We are all sprawled around the kitchen eating our dinner, some people sitting on milk crates, on work counters. Aldo saves a plate for Jane who is calling her children to say good night. We all worked the night before, so everyone is a little subdued, saving up energy for show time. The only one talking is Dora, a sweet-faced grandma who’s built like a bull. We sit politely and pretend to listen to her tale of TV watching. It’s soothing to sit together like this and listen to Grandma ramble. As I look at the tired faces sprawled around the kitchen I think, God, I love these people.

“Hello darlings!” Shelly says holding open the kitchen’s swinging door.

“Shelly!” everybody says at once.

Murray pops his head through the door. “Let’s go, people. Ice up!” We dump our plates and file out.

Shelly says, “Remember, people —talcum powder in the chafing dishes and don’t forget to French the host.” Shelly and I stand behind our bar and

fill glasses with ice in preparation for the rush. We make each other stiff cocktails and toast. “Fuck everybody. All the time.” “Murray hasn’t been around to lecture you yet,” I say.

“Oh, he nabbed me on the way in. We got our fifteen rounds out of the way early today,” Shelly says.

The golden doors open and our circle of food and drink, like a wagon train braced for attack, is assaulted from all sides. In one corner, a tuxedoed man plays “Begin the Beguine” on a synthesizer. Two elderly violinists pick likely targets and serenade them as they sit at lace-covered tables. A line of kids snakes around a caricaturist in another corner and a robot trundles around the room making metallic wisecracks. And there is a film crew.

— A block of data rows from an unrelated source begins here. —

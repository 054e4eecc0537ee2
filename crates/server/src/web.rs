use std::path::PathBuf;
use std::sync::Arc;

use axum::extract::ws::rejection::WebSocketUpgradeRejection;
use axum::extract::{State, WebSocketUpgrade};
use axum::http::StatusCode;
use axum::response::{IntoResponse, Response};
use axum::routing::{get, post};
use axum::{Json, Router};
use tower_http::services::ServeDir;
use tower_http::trace::TraceLayer;

use deskslice_protocol::{
    CalibStatus, Calibration, ConfigResponse, ConfigUpdate, LoginRequest, OkResponse,
    StateResponse,
};

use crate::control::ControlServer;
use crate::mjpeg::{MjpegTuning, Stream};
use crate::session::Session;
use crate::signaling::SignalingServer;

/// Runtime MJPEG interval bounds accepted by `/api/config`. Ten
/// milliseconds is the fastest cadence the preview loop can honor.
const MIN_INTERVAL_MS: u64 = 10;
const MAX_INTERVAL_MS: u64 = 10_000;

/// Everything the thin HTTP layer delegates to.
pub struct AppState {
    pub session: Arc<Session>,
    pub monitors: Vec<deskslice_protocol::Monitor>,
    pub signaling: Arc<SignalingServer>,
    pub control: Arc<ControlServer>,
    pub preview_stream: Option<Arc<Stream>>,
    pub tuning: Arc<MjpegTuning>,
    pub static_dir: PathBuf,
}

/// Wire all routes. The only invariant enforced here is authentication;
/// handlers delegate everything else.
pub fn build_router(state: Arc<AppState>) -> Router {
    Router::new()
        .route("/login", post(login))
        .route("/logout", post(logout))
        .route("/api/monitors", get(monitors))
        .route("/api/state", get(current_state))
        .route("/api/config", post(update_config))
        .route("/ws/signal", get(signal_ws))
        .route("/ws/control", get(control_ws))
        .route("/mjpeg/desktop", get(mjpeg_stream))
        .route("/favicon.ico", get(favicon))
        .fallback_service(ServeDir::new(&state.static_dir))
        .layer(TraceLayer::new_for_http())
        .with_state(state)
}

fn unauthorized() -> Response {
    (StatusCode::UNAUTHORIZED, "unauthorized").into_response()
}

async fn login(State(state): State<Arc<AppState>>, Json(req): Json<LoginRequest>) -> Response {
    if state.session.authenticate(&req.password) {
        Json(OkResponse { ok: true }).into_response()
    } else {
        unauthorized()
    }
}

async fn logout(State(state): State<Arc<AppState>>) -> Json<OkResponse> {
    state.session.logout();
    Json(OkResponse { ok: true })
}

async fn monitors(State(state): State<Arc<AppState>>) -> Response {
    if !state.session.is_authenticated() {
        return unauthorized();
    }
    Json(&state.monitors).into_response()
}

async fn current_state(State(state): State<Arc<AppState>>) -> Response {
    if !state.session.is_authenticated() {
        return unauthorized();
    }
    let snap = state.session.snapshot();
    Json(StateResponse {
        mode: snap.mode,
        monitor_index: snap.monitor_index,
        input_enabled: snap.input_enabled,
        video_mode: snap.video_mode,
        calib: calib_status(&snap.calib),
        authenticated: snap.authenticated,
    })
    .into_response()
}

fn calib_status(calibration: &Calibration) -> CalibStatus {
    CalibStatus {
        plugin: calibration.plugin_abs.has_area(),
        chat: calibration.chat_rel.has_area(),
        scroll: calibration.scroll_rel.has_area(),
    }
}

async fn update_config(
    State(state): State<Arc<AppState>>,
    Json(update): Json<ConfigUpdate>,
) -> Response {
    if !state.session.is_authenticated() {
        return unauthorized();
    }

    if update.reset {
        state.tuning.reset();
        return config_response(&state);
    }

    if let Some(interval) = update.mjpeg_interval_ms {
        if !(MIN_INTERVAL_MS..=MAX_INTERVAL_MS).contains(&interval) {
            return (
                StatusCode::BAD_REQUEST,
                format!("mjpegIntervalMs must be {MIN_INTERVAL_MS}-{MAX_INTERVAL_MS}"),
            )
                .into_response();
        }
    }
    if let Some(quality) = update.mjpeg_quality {
        if quality == 0 || quality > 100 {
            return (StatusCode::BAD_REQUEST, "mjpegQuality must be 1-100").into_response();
        }
    }

    state.tuning.set(update.mjpeg_interval_ms, update.mjpeg_quality);
    config_response(&state)
}

fn config_response(state: &AppState) -> Response {
    Json(ConfigResponse {
        applied: true,
        mjpeg_interval_ms: state.tuning.interval_ms(),
        mjpeg_quality: state.tuning.quality(),
    })
    .into_response()
}

async fn signal_ws(
    State(state): State<Arc<AppState>>,
    ws: Result<WebSocketUpgrade, WebSocketUpgradeRejection>,
) -> Response {
    // Auth is checked before the upgrade is consumed: an unauthenticated
    // client gets 401, never 101.
    if !state.session.is_authenticated() {
        return unauthorized();
    }
    match ws {
        Ok(ws) => {
            let signaling = Arc::clone(&state.signaling);
            ws.on_upgrade(move |socket| signaling.handle_socket(socket))
        }
        Err(rejection) => rejection.into_response(),
    }
}

async fn control_ws(
    State(state): State<Arc<AppState>>,
    ws: Result<WebSocketUpgrade, WebSocketUpgradeRejection>,
) -> Response {
    if !state.session.is_authenticated() {
        return unauthorized();
    }
    match ws {
        Ok(ws) => {
            let control = Arc::clone(&state.control);
            ws.on_upgrade(move |socket| control.handle_socket(socket))
        }
        Err(rejection) => rejection.into_response(),
    }
}

async fn mjpeg_stream(State(state): State<Arc<AppState>>) -> Response {
    match &state.preview_stream {
        Some(stream) => Arc::clone(stream).serve(),
        None => (StatusCode::NOT_FOUND, "mjpeg preview disabled").into_response(),
    }
}

async fn favicon() -> StatusCode {
    StatusCode::NO_CONTENT
}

For the first fifteen minutes, Shelly and I are too busy to talk, our arms flying in different directions. The waitresses drop off hors d’oeuvre for us and we stash them behind the bar.

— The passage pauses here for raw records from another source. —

use serde::{Deserialize, Serialize};

/// A rectangle with a top-left origin, in integer pixels.
///
/// Rectangles arrive from the browser with whatever sign the drag gesture
/// produced; [`Rect::normalize`] flips negative sizes by translating the
/// origin so downstream code can assume `w >= 0 && h >= 0`.
#[derive(Debug, Clone, Copy, Default, PartialEq, Eq, Serialize, Deserialize)]
pub struct Rect {
    pub x: i32,
    pub y: i32,
    pub w: i32,
    pub h: i32,
}

impl Rect {
    pub fn new(x: i32, y: i32, w: i32, h: i32) -> Self {
        Self { x, y, w, h }
    }

    /// Flip negative sizes by moving the origin. Idempotent.
    pub fn normalize(self) -> Self {
        let mut r = self;
        if r.w < 0 {
            r.x += r.w;
            r.w = -r.w;
        }
        if r.h < 0 {
            r.y += r.h;
            r.h = -r.h;
        }
        r
    }

    /// Edge-inclusive point test. Zero-area rectangles contain nothing.
    pub fn contains(&self, x: i32, y: i32) -> bool {
        if self.w <= 0 || self.h <= 0 {
            return false;
        }
        x >= self.x && x <= self.x + self.w && y >= self.y && y <= self.y + self.h
    }

    /// True when the normalized rectangle has positive area.
    pub fn has_area(&self) -> bool {
        let r = self.normalize();
        r.w > 0 && r.h > 0
    }
}

/// A display attached to the host, in virtual-desktop coordinates.
///
/// Monitors are enumerated once at startup in OS order and assigned 1-based
/// indices; the list is immutable for the lifetime of the process.
#[derive(Debug, Clone, Copy, PartialEq, Eq, Serialize, Deserialize)]
pub struct Monitor {
    pub index: i32,
    pub x: i32,
    pub y: i32,
    pub w: i32,
    pub h: i32,
    pub primary: bool,
}

impl Monitor {
    /// Look up a monitor by its 1-based index.
    pub fn by_index(list: &[Monitor], index: i32) -> Option<Monitor> {
        list.iter().find(|m| m.index == index).copied()
    }
}

/// Calibrated rectangles for the streamed application panel.
///
/// `plugin_abs` is in the coordinate space of the monitor named by
/// `monitor_index` (origin at that monitor's top-left). `chat_rel` and
/// `scroll_rel` are offsets relative to `plugin_abs`. The zero value means
/// "nothing calibrated yet".
#[derive(Debug, Clone, Copy, Default, PartialEq, Eq, Serialize, Deserialize)]
#[serde(rename_all = "camelCase", default)]
pub struct Calibration {
    pub monitor_index: i32,
    pub plugin_abs: Rect,
    pub chat_rel: Rect,
    pub scroll_rel: Rect,
}

/// Capture mode: full-monitor calibration vs cropped streaming.
#[derive(Debug, Clone, Copy, Default, PartialEq, Eq, Serialize, Deserialize)]
#[serde(rename_all = "lowercase")]
pub enum Mode {
    #[default]
    Presetup,
    Run,
}

impl Mode {
    /// Parse a wire value; anything that is not `run` behaves as presetup.
    pub fn parse(s: &str) -> Self {
        if s == "run" {
            Mode::Run
        } else {
            Mode::Presetup
        }
    }

    pub fn as_str(&self) -> &'static str {
        match self {
            Mode::Presetup => "presetup",
            Mode::Run => "run",
        }
    }
}

/// Which video pipeline the viewer is watching.
#[derive(Debug, Clone, Copy, Default, PartialEq, Eq, Serialize, Deserialize)]
#[serde(rename_all = "lowercase")]
pub enum VideoMode {
    Webrtc,
    #[default]
    Mjpeg,
}

impl VideoMode {
    /// Parse a wire value; unknown values normalize to webrtc.
    pub fn parse(s: &str) -> Self {
        if s == "mjpeg" {
            VideoMode::Mjpeg
        } else {
            VideoMode::Webrtc
        }
    }
}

Harvey Ortner, our host, struts around the room, like a pigeon with a perm. He flashes a lot of gold and might be wearing a button that says: I’m successful! He’s a doctor, some kind of specialist. On his arm is a young woman made up like a Cosmo cover girl with wild dark hair and bright, baby doll lips. She is Courtney Ortner, the birthday girl. Her mauve sequined gown is slit up the side and she doesn’t totter at all in spiky heels. Harvey and Courtney work the room, arms around each other.

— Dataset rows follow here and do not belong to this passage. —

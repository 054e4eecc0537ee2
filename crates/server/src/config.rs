use std::collections::HashMap;
use std::io::ErrorKind;
use std::path::{Path, PathBuf};

use crate::error::{Result, ServerError};

pub const DEFAULT_LISTEN_ADDR: &str = "0.0.0.0:8787";
pub const DEFAULT_DATA_DIR: &str = "./data";
pub const DEFAULT_FFMPEG_PATH: &str = "ffmpeg";
pub const DEFAULT_CAPTURE_DRIVER: &str = "gdigrab";
const DEFAULT_FPS: u32 = 30;
const DEFAULT_BITRATE_KBPS: u32 = 6000;
const DEFAULT_MONITOR_INDEX: i32 = 1;
const DEFAULT_MJPEG_INTERVAL_MS: u64 = 120;
const DEFAULT_MJPEG_QUALITY: u32 = 60;
const DEFAULT_SCROLL_HOLD_MS: u64 = 2500;
const DEFAULT_SCROLL_TICK_MS: u64 = 50;
const DEFAULT_SCROLL_MAX_DELTA: i32 = 240;
const DEFAULT_VIEWER_POLICY: &str = "replace";

/// Runtime configuration, resolved from `data/.env` plus the process
/// environment (the environment wins).
#[derive(Debug, Clone)]
pub struct Config {
    pub listen_addr: String,
    pub ui_password: String,
    pub data_dir: PathBuf,
    pub calib_path: PathBuf,
    pub ffmpeg_path: String,
    pub capture_driver: String,
    pub fps: u32,
    pub bitrate_kbps: u32,
    pub monitor_index: i32,
    pub mjpeg_enabled: bool,
    pub mjpeg_interval_ms: u64,
    pub mjpeg_quality: u32,
    pub scroll_hold_ms: u64,
    pub scroll_tick_ms: u64,
    pub scroll_max_delta: i32,
    /// `replace` (default) kicks the current viewer for a newcomer;
    /// `reject` refuses the newcomer instead.
    pub viewer_policy: String,
}

impl Config {
    /// Load configuration from `./data/.env` and the process environment.
    pub fn load() -> Result<Self> {
        let mut vars = HashMap::new();
        let env_path = Path::new(DEFAULT_DATA_DIR).join(".env");
        match std::fs::read_to_string(&env_path) {
            Ok(contents) => {
                for line in contents.lines() {
                    if let Some((key, value)) = parse_env_line(line) {
                        vars.insert(key, value);
                    }
                }
            }
            Err(e) if e.kind() == ErrorKind::NotFound => {}
            Err(e) => {
                return Err(ServerError::Config(format!(
                    "reading {}: {e}",
                    env_path.display()
                )))
            }
        }
        // Existing environment wins over the .env file.
        for (key, value) in std::env::vars() {
            vars.insert(key, value);
        }
        Self::from_vars(&vars)
    }

    /// Resolve a configuration from a flat key/value map.
    pub fn from_vars(vars: &HashMap<String, String>) -> Result<Self> {
        let data_dir = PathBuf::from(string_var(vars, "DATA_DIR", DEFAULT_DATA_DIR));
        let calib_path = match trimmed(vars, "CALIB_PATH") {
            Some(p) => PathBuf::from(p),
            None => data_dir.join("calib.json"),
        };

        let mjpeg_quality = int_var(vars, "MJPEG_QUALITY", DEFAULT_MJPEG_QUALITY)?;
        if mjpeg_quality == 0 || mjpeg_quality > 100 {
            return Err(ServerError::Config("MJPEG_QUALITY must be 1-100".into()));
        }
        let scroll_tick_ms = int_var(vars, "SCROLL_OVERLAY_TICK_MS", DEFAULT_SCROLL_TICK_MS)?;
        if scroll_tick_ms == 0 {
            return Err(ServerError::Config("SCROLL_OVERLAY_TICK_MS must be > 0".into()));
        }
        let scroll_max_delta = int_var(vars, "SCROLL_OVERLAY_MAX_DELTA", DEFAULT_SCROLL_MAX_DELTA)?;
        if scroll_max_delta <= 0 {
            return Err(ServerError::Config("SCROLL_OVERLAY_MAX_DELTA must be > 0".into()));
        }

        let ui_password = trimmed(vars, "UI_PASSWORD").unwrap_or_default();
        if ui_password.is_empty() {
            return Err(ServerError::Config("UI_PASSWORD is required".into()));
        }

        Ok(Self {
            listen_addr: string_var(vars, "LISTEN_ADDR", DEFAULT_LISTEN_ADDR),
            ui_password,
            calib_path,
            data_dir,
            ffmpeg_path: string_var(vars, "FFMPEG_PATH", DEFAULT_FFMPEG_PATH),
            capture_driver: normalize_capture_driver(&string_var(
                vars,
                "CAPTURE_DRIVER",
                DEFAULT_CAPTURE_DRIVER,
            )),
            fps: int_var(vars, "FPS", DEFAULT_FPS)?,
            bitrate_kbps: int_var(vars, "BITRATE_KBPS", DEFAULT_BITRATE_KBPS)?,
            monitor_index: int_var(vars, "MONITOR_INDEX", DEFAULT_MONITOR_INDEX)?,
            mjpeg_enabled: bool_var(vars, "MJPEG_ENABLED", true),
            mjpeg_interval_ms: int_var(vars, "MJPEG_INTERVAL_MS", DEFAULT_MJPEG_INTERVAL_MS)?,
            mjpeg_quality,
            scroll_hold_ms: int_var(vars, "SCROLL_OVERLAY_HOLD_MS", DEFAULT_SCROLL_HOLD_MS)?,
            scroll_tick_ms,
            scroll_max_delta,
            viewer_policy: normalize_viewer_policy(&string_var(
                vars,
                "VIEWER_POLICY",
                DEFAULT_VIEWER_POLICY,
            )),
        })
    }
}

/// Only `replace` and `reject` are meaningful; anything else means replace.
fn normalize_viewer_policy(value: &str) -> String {
    match value.trim().to_ascii_lowercase().as_str() {
        "reject" => "reject".to_string(),
        _ => DEFAULT_VIEWER_POLICY.to_string(),
    }
}

/// Only `gdigrab` and `d3d11grab` are accepted; anything else falls back to
/// the generic GDI grabber.
fn normalize_capture_driver(value: &str) -> String {
    match value.trim().to_ascii_lowercase().as_str() {
        "d3d11grab" => "d3d11grab".to_string(),
        _ => DEFAULT_CAPTURE_DRIVER.to_string(),
    }
}

fn trimmed(vars: &HashMap<String, String>, key: &str) -> Option<String> {
    vars.get(key)
        .map(|v| v.trim().to_string())
        .filter(|v| !v.is_empty())
}

fn string_var(vars: &HashMap<String, String>, key: &str, default: &str) -> String {
    trimmed(vars, key).unwrap_or_else(|| default.to_string())
}

fn int_var<T>(vars: &HashMap<String, String>, key: &str, default: T) -> Result<T>
where
    T: std::str::FromStr + Copy,
{
    match trimmed(vars, key) {
        Some(raw) => raw
            .parse()
            .map_err(|_| ServerError::Config(format!("{key} must be an integer"))),
        None => Ok(default),
    }
}

fn bool_var(vars: &HashMap<String, String>, key: &str, default: bool) -> bool {
    match trimmed(vars, key).as_deref().map(str::to_ascii_lowercase) {
        Some(v) if matches!(v.as_str(), "1" | "true" | "yes" | "y" | "on") => true,
        Some(v) if matches!(v.as_str(), "0" | "false" | "no" | "n" | "off") => false,
        _ => default,
    }
}

/// Parse one `.env` line into a key/value pair.
///
/// Supports `#` comments, an optional `export ` prefix, and single or double
/// quotes around the value.
pub fn parse_env_line(line: &str) -> Option<(String, String)> {
    let line = line.trim();
    if line.is_empty() || line.starts_with('#') {
        return None;
    }
    let line = line.strip_prefix("export ").map(str::trim).unwrap_or(line);
    let (key, value) = line.split_once('=')?;
    let key = key.trim();
    if key.is_empty() {
        return None;
    }
    let value = value.trim().trim_matches(|c| c == '"' || c == '\'');
    Some((key.to_string(), value.to_string()))
}

#[cfg(test)]
mod tests {
    use super::*;

    fn base_vars() -> HashMap<String, String> {
        let mut vars = HashMap::new();
        vars.insert("UI_PASSWORD".to_string(), "pw".to_string());
        vars
    }

    #[test]
    fn defaults_apply_when_only_password_is_set() {
        let cfg = Config::from_vars(&base_vars()).unwrap();
        assert_eq!(cfg.listen_addr, "0.0.0.0:8787");
        assert_eq!(cfg.ffmpeg_path, "ffmpeg");
        assert_eq!(cfg.capture_driver, "gdigrab");
        assert_eq!(cfg.fps, 30);
        assert_eq!(cfg.bitrate_kbps, 6000);
        assert_eq!(cfg.monitor_index, 1);
        assert!(cfg.mjpeg_enabled);
        assert_eq!(cfg.mjpeg_interval_ms, 120);
        assert_eq!(cfg.mjpeg_quality, 60);
        assert_eq!(cfg.scroll_max_delta, 240);
        assert_eq!(cfg.viewer_policy, "replace");
        assert_eq!(cfg.calib_path, PathBuf::from("./data/calib.json"));
    }

    #[test]
    fn viewer_policy_normalizes() {
        let mut vars = base_vars();
        vars.insert("VIEWER_POLICY".to_string(), "REJECT".to_string());
        assert_eq!(Config::from_vars(&vars).unwrap().viewer_policy, "reject");
        vars.insert("VIEWER_POLICY".to_string(), "whatever".to_string());
        assert_eq!(Config::from_vars(&vars).unwrap().viewer_policy, "replace");
    }

    #[test]
    fn missing_password_is_fatal() {
        let err = Config::from_vars(&HashMap::new()).unwrap_err();
        assert!(matches!(err, ServerError::Config(msg) if msg.contains("UI_PASSWORD")));
    }

    #[test]
    fn calib_path_follows_data_dir() {
        let mut vars = base_vars();
        vars.insert("DATA_DIR".to_string(), "/srv/deskslice".to_string());
        let cfg = Config::from_vars(&vars).unwrap();
        assert_eq!(cfg.calib_path, PathBuf::from("/srv/deskslice/calib.json"));

        vars.insert("CALIB_PATH".to_string(), "/etc/ds/calib.json".to_string());
        let cfg = Config::from_vars(&vars).unwrap();
        assert_eq!(cfg.calib_path, PathBuf::from("/etc/ds/calib.json"));
    }

    #[test]
    fn quality_out_of_range_is_rejected() {
        let mut vars = base_vars();
        vars.insert("MJPEG_QUALITY".to_string(), "500".to_string());
        assert!(Config::from_vars(&vars).is_err());
        vars.insert("MJPEG_QUALITY".to_string(), "0".to_string());
        assert!(Config::from_vars(&vars).is_err());
    }

    #[test]
    fn non_numeric_values_are_rejected() {
        let mut vars = base_vars();
        vars.insert("FPS".to_string(), "fast".to_string());
        let err = Config::from_vars(&vars).unwrap_err();
        assert!(matches!(err, ServerError::Config(msg) if msg.contains("FPS")));
    }

    #[test]
    fn unknown_capture_driver_falls_back_to_gdigrab() {
        let mut vars = base_vars();
        vars.insert("CAPTURE_DRIVER".to_string(), "x11grab".to_string());
        assert_eq!(Config::from_vars(&vars).unwrap().capture_driver, "gdigrab");
        vars.insert("CAPTURE_DRIVER".to_string(), "D3D11GRAB".to_string());
        assert_eq!(Config::from_vars(&vars).unwrap().capture_driver, "d3d11grab");
    }

    #[test]
    fn env_line_parsing() {
        assert_eq!(
            parse_env_line("KEY=value"),
            Some(("KEY".to_string(), "value".to_string()))
        );
        assert_eq!(
            parse_env_line("export KEY=\"quoted value\""),
            Some(("KEY".to_string(), "quoted value".to_string()))
        );
        assert_eq!(
            parse_env_line("  KEY = 'v' "),
            Some(("KEY".to_string(), "v".to_string()))
        );
        assert_eq!(parse_env_line("# comment"), None);
        assert_eq!(parse_env_line(""), None);
        assert_eq!(parse_env_line("no_equals_here"), None);
        assert_eq!(parse_env_line("=value"), None);
    }
}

“That looks healthy,” Shelly says, nodding at the couple. “What’s this guy’s name, Humbert Ortner?” “Maybe the mother’s dead,” I say.

“By her own hand,” Shelly says. “There’s trouble afoot.” “I saw you on the tube last night, stardust. You had a headache, and you took Advil.” He furrows his brow and rubs his temples. Just like in the commercial.

“And now I’m working on another one.” Shelly knocks back a big gulp of Grey Goose.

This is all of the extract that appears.